BAB 19: HANGUS TERBAKAR ADALAH PERUBAHAN.

         Dalam perjalanan pulang, aku menceritakan semua kejadian awal saat bertemu dengan sang pelaku, hingga akhirnya pelaku dibawa ke kantor polisi oleh Kak Farka, bonusnya, aku ceritakan tentang Kak Farka sebagai alumni SMA Lily Kasih yang menyuruhku menulis autobiografi. Rumah Wisty berada di kompleks Hanataba, tetapi, baru saja kami melewati gapura kompleks, ponselku secara mendadak berdering, dan ini adalah panggilan telepon.

Maka kuberhenti sejenak di depan rumah warga, dengan kaki kanan menapak jalan dan kuangkat telepon yang rupanya dari Guru Sukada.

“Laisa! Laisa kamu di mana?”

Suara yang terdengar begitu panik dari Guru Sukada mendesakku untuk mengungkapkan keberadaan posisiku.

“Di kompleks Hanataba.”

Aku menjawab dengan santai.

“Cepat ke sekolah! Perpustakaan kebakaran! Dan suami kamu ada di perpustakaan itu!”

Sontak, perkataan guru membuatku berbuntang, kaget bukan kepalang.

“Apa?! Guru jangan bercanda!”

Aku masih bimbang dengan pernyataan guru, tetapi hati mulai resah ketakutan.

“Cepat ke sini dulu! Guru nggak bercanda!”

Tanpa banyak membuang waktu, aku kembalikan ponselku ke dalam saku rokku, aku putar sepedaku, suara guru terdengar begitu meyakinkan membuatku spontan menuju ke sekolah.

“Eh? Ada apa ketua?” heran Wisty yang belum mengetahui apapun.

“Perpustakaan sekolah kebakaran, dan suamiku ada di sana,” balasku dengan panik.

“Hah? Yang benar?” Wisty tak percaya.

Tapi tanpa menanggapinya, kukayuh pedal sepeda buru-buru, keningku mengernyit, napasku naik turun secara impulsif, bersama kekhawatiranku aku buru-buru menuju sekolah.

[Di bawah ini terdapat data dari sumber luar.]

use std::sync::Arc;
use std::time::Instant;

use tokio::sync::broadcast;

use crate::config::Config;
use crate::services::llm::LlmClient;
use crate::services::sessions::TutorService;
use crate::store::Store;

#[derive(Clone)]
pub struct AppState {
    store: Arc<Store>,
    tutor: Arc<TutorService>,
    llm: Arc<LlmClient>,
    config: Arc<Config>,
    shutdown_tx: broadcast::Sender<()>,
    started_at: Instant,
}

impl AppState {
    pub fn new(
        store: Arc<Store>,
        llm: Arc<LlmClient>,
        config: &Config,
        shutdown_tx: broadcast::Sender<()>,
    ) -> Self {
        let tutor = Arc::new(TutorService::new(
            store.clone(),
            llm.clone(),
            config.adaptive.clone(),
        ));
        Self {
            store,
            tutor,
            llm,
            config: Arc::new(config.clone()),
            shutdown_tx,
            started_at: Instant::now(),
        }
    }

    pub fn store(&self) -> &Store {
        &self.store
    }

    pub fn tutor(&self) -> &TutorService {
        &self.tutor
    }

    pub fn llm(&self) -> &Arc<LlmClient> {
        &self.llm
    }

    pub fn config(&self) -> &Config {
        &self.config
    }

    pub fn shutdown_rx(&self) -> broadcast::Receiver<()> {
        self.shutdown_tx.subscribe()
    }

    pub fn uptime_secs(&self) -> u64 {
        self.started_at.elapsed().as_secs()
    }
}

Dua masalah besar yang kuhadapi dalam sehari sungguh membuatku tak menyangka. Tetapi, aku harap suamiku tidak apa-apa.

Tunggu dulu! Suamiku di perpustakaan sekolah? Aneh, mengapa dia malah ke sana?

Aku terus mengayuh sepedaku dengan keheranan yang mendekap jiwaku.

“Itu asap hitam? Eh, kayaknya benar, sekolah kebakaran,” ungkap Wisty.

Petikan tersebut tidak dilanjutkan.